** Data under study follows **

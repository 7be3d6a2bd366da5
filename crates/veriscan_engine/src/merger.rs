//! State merging at join points.

use std::collections::{BTreeMap, BTreeSet};

use tracing::{debug, trace};
use z3::ast::{Ast, Bool};

use veriscan_ir::Program;
use veriscan_smt::Smt;

use crate::config::{Configuration, MergeStrategy};
use crate::context::{Context, State};

pub(crate) type MergePoint = (String, usize, usize);

/// Buffers contexts that reached a predeclared merge point and fuses
/// them once all expected predecessors have arrived, or when exploration
/// starves.
///
/// Merge points are keyed by `(scope, return label, vertex label)`, so
/// the same graph invoked at different call sites merges separately.
pub struct Merger<'ctx> {
    merge_points: BTreeSet<MergePoint>,
    expected: BTreeMap<MergePoint, usize>,
    pending: BTreeMap<MergePoint, Vec<Context<'ctx>>>,
}

impl<'ctx> Merger<'ctx> {
    /// Predeclare merge points per the configured strategy.
    pub fn new(config: &Configuration, program: &Program) -> Self {
        let mut merge_points = BTreeSet::new();
        let mut expected = BTreeMap::new();
        let main = program.main();
        match config.merge_strategy {
            MergeStrategy::OnlyAtCycleEnd => {
                let point = (main.name().to_string(), main.exit(), main.exit());
                expected.insert(point.clone(), predecessor_count(program, main, main.exit()));
                merge_points.insert(point);
            }
            MergeStrategy::AtAllJoinPoints => {
                collect_points(
                    program,
                    main,
                    main.name().to_string(),
                    main.exit(),
                    &mut merge_points,
                    &mut expected,
                );
            }
        }
        Self { merge_points, expected, pending: BTreeMap::new() }
    }

    /// A merger with no merge points. The baseline flavor explores every
    /// path separately, so nothing is ever buffered.
    pub fn disabled() -> Self {
        Self {
            merge_points: BTreeSet::new(),
            expected: BTreeMap::new(),
            pending: BTreeMap::new(),
        }
    }

    /// Whether any context is buffered.
    pub fn is_empty(&self) -> bool {
        self.pending.values().all(Vec::is_empty)
    }

    /// Whether `context` sits at one of the predeclared merge points.
    pub fn reached_merge_point(&self, context: &Context<'ctx>) -> bool {
        self.merge_points.contains(&point_of(context))
    }

    /// Buffer a context at its merge point.
    pub fn push(&mut self, context: Context<'ctx>) {
        let point = point_of(&context);
        trace!(scope = %point.0, label = point.2, "buffering context at merge point");
        self.pending.entry(point).or_default().push(context);
    }

    /// Fuse every merge point whose expected predecessors have all
    /// arrived. Returns the merged contexts, ready for exploration.
    pub fn merge_ready(&mut self, smt: &Smt<'ctx>) -> Vec<Context<'ctx>> {
        let ready: Vec<MergePoint> = self
            .pending
            .iter()
            .filter(|(point, contexts)| {
                !contexts.is_empty()
                    && contexts.len() >= self.expected.get(*point).copied().unwrap_or(usize::MAX)
            })
            .map(|(point, _)| point.clone())
            .collect();
        let mut merged = Vec::new();
        for point in ready {
            if let Some(contexts) = self.pending.remove(&point) {
                merged.extend(merge_groups(smt, contexts));
            }
        }
        merged
    }

    /// Starvation rule: fuse every pending merge point with whatever has
    /// arrived, because no more predecessors can. Called when the
    /// explorer runs empty.
    pub fn drain(&mut self, smt: &Smt<'ctx>) -> Vec<Context<'ctx>> {
        let mut merged = Vec::new();
        let pending = std::mem::take(&mut self.pending);
        for (point, contexts) in pending {
            if contexts.is_empty() {
                continue;
            }
            debug!(
                scope = %point.0,
                label = point.2,
                arrived = contexts.len(),
                "draining merge point"
            );
            merged.extend(merge_groups(smt, contexts));
        }
        merged
    }
}

fn point_of(context: &Context<'_>) -> MergePoint {
    let frame = context.frame();
    (
        frame.scope().to_string(),
        frame.return_label(),
        context.state().vertex().label,
    )
}

pub(crate) fn predecessor_count(
    _program: &Program,
    graph: &veriscan_ir::Graph,
    label: usize,
) -> usize {
    graph
        .instructions()
        .flat_map(|(_, instruction)| instruction.successors())
        .filter(|successor| *successor == label)
        .count()
        .max(1)
}

pub(crate) fn collect_points(
    program: &Program,
    graph: &veriscan_ir::Graph,
    scope: String,
    return_label: usize,
    merge_points: &mut BTreeSet<MergePoint>,
    expected: &mut BTreeMap<MergePoint, usize>,
) {
    for label in graph.join_labels() {
        let point = (scope.clone(), return_label, label);
        expected.insert(point.clone(), predecessor_count(program, graph, label));
        merge_points.insert(point);
    }
    for (_, instruction) in graph.instructions() {
        if let veriscan_ir::Instruction::Call { callee, goto_intraprocedural, .. } = instruction {
            if let (Ok(callee_graph), Some(path)) =
                (program.callee(graph, callee), callee.access_path())
            {
                collect_points(
                    program,
                    callee_graph,
                    format!("{}.{}", scope, path),
                    *goto_intraprocedural,
                    merge_points,
                    expected,
                );
            }
        }
    }
}

/// Merge contexts that share a call stack and a cycle; contexts that do
/// not are returned unmerged.
fn merge_groups<'ctx>(smt: &Smt<'ctx>, contexts: Vec<Context<'ctx>>) -> Vec<Context<'ctx>> {
    let mut groups: Vec<Vec<Context<'ctx>>> = Vec::new();
    for context in contexts {
        match groups.iter_mut().find(|members| {
            let representative = &members[0];
            representative.cycle() == context.cycle()
                && representative.call_stack() == context.call_stack()
        }) {
            Some(members) => members.push(context),
            None => groups.push(vec![context]),
        }
    }
    groups
        .into_iter()
        .map(|members| {
            let mut members = members.into_iter();
            let first = members.next().expect("groups are non-empty");
            members.fold(first, |merged, next| merge_pair(smt, merged, next))
        })
        .collect()
}

/// Fuse two contexts at the same vertex into one.
///
/// Each store entry present in both sides becomes an if-then-else over
/// the guards that distinguish the sides; the guards are the conjunction
/// of the path-constraint clauses past the common prefix. The concrete
/// store takes the left side's witness. The merged path constraint is
/// the common prefix plus the disjunction of the two guards.
fn merge_pair<'ctx>(smt: &Smt<'ctx>, left: Context<'ctx>, right: Context<'ctx>) -> Context<'ctx> {
    let cycle = left.cycle();
    let call_stack = left.call_stack().to_vec();
    let left_state = left.state();
    let right_state = right.state();

    let left_pc = left_state.path_constraint();
    let right_pc = right_state.path_constraint();
    let prefix_len = left_pc
        .iter()
        .zip(right_pc.iter())
        .take_while(|(a, b)| a == b)
        .count();
    let left_guard = smt.conjoin(&left_pc[prefix_len..]);
    let right_guard = smt.conjoin(&right_pc[prefix_len..]);

    let mut merged = State::new(left_state.vertex().clone());

    // Union of symbolic entries, phi-selected where the sides disagree.
    let mut names: BTreeSet<&String> = left_state.symbolic_entries().map(|(name, _)| name).collect();
    names.extend(right_state.symbolic_entries().map(|(name, _)| name));
    for name in names {
        let value = match (left_state.symbolic_value(name), right_state.symbolic_value(name)) {
            (Some(left_value), Some(right_value)) if left_value == right_value => {
                left_value.clone()
            }
            (Some(left_value), Some(right_value)) => {
                left_guard.ite(left_value, right_value).simplify()
            }
            (Some(value), None) | (None, Some(value)) => value.clone(),
            (None, None) => continue,
        };
        merged.set_symbolic(name.clone(), value);
    }

    // The concrete store is a witness, not a specification; the left
    // side's values win.
    let mut concrete_names: BTreeSet<&String> =
        left_state.concrete_entries().map(|(name, _)| name).collect();
    concrete_names.extend(right_state.concrete_entries().map(|(name, _)| name));
    for name in concrete_names {
        if let Some(value) = left_state
            .concrete_value(name)
            .or_else(|| right_state.concrete_value(name))
        {
            merged.set_concrete(name.clone(), value.clone());
        }
    }

    for clause in &left_pc[..prefix_len] {
        merged.push_path_constraint(clause.clone());
    }
    if prefix_len < left_pc.len() || prefix_len < right_pc.len() {
        let disjunction: Bool<'ctx> =
            smt.disjoin(&[left_guard, right_guard]).simplify();
        merged.push_path_constraint(disjunction);
    }

    // Version maps take the per-name maximum.
    let mut version_names: BTreeSet<String> = BTreeSet::new();
    for (name, _) in left_state.versions().chain(right_state.versions()) {
        version_names.insert(name.clone());
    }
    for flattened_name in version_names {
        let target = left_state.version(&flattened_name).max(right_state.version(&flattened_name));
        while merged.version(&flattened_name) < target {
            merged.bump_version(&flattened_name);
        }
    }

    debug!(vertex = %merged.vertex(), "merged two contexts");
    Context::new(cycle, merged, call_stack)
}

** End of Data under study **

Copy out every line from the material above where the string "separately" turns up.

## Your response
/// the same graph invoked at different call sites merges separately.
    /// path separately, so nothing is ever buffered.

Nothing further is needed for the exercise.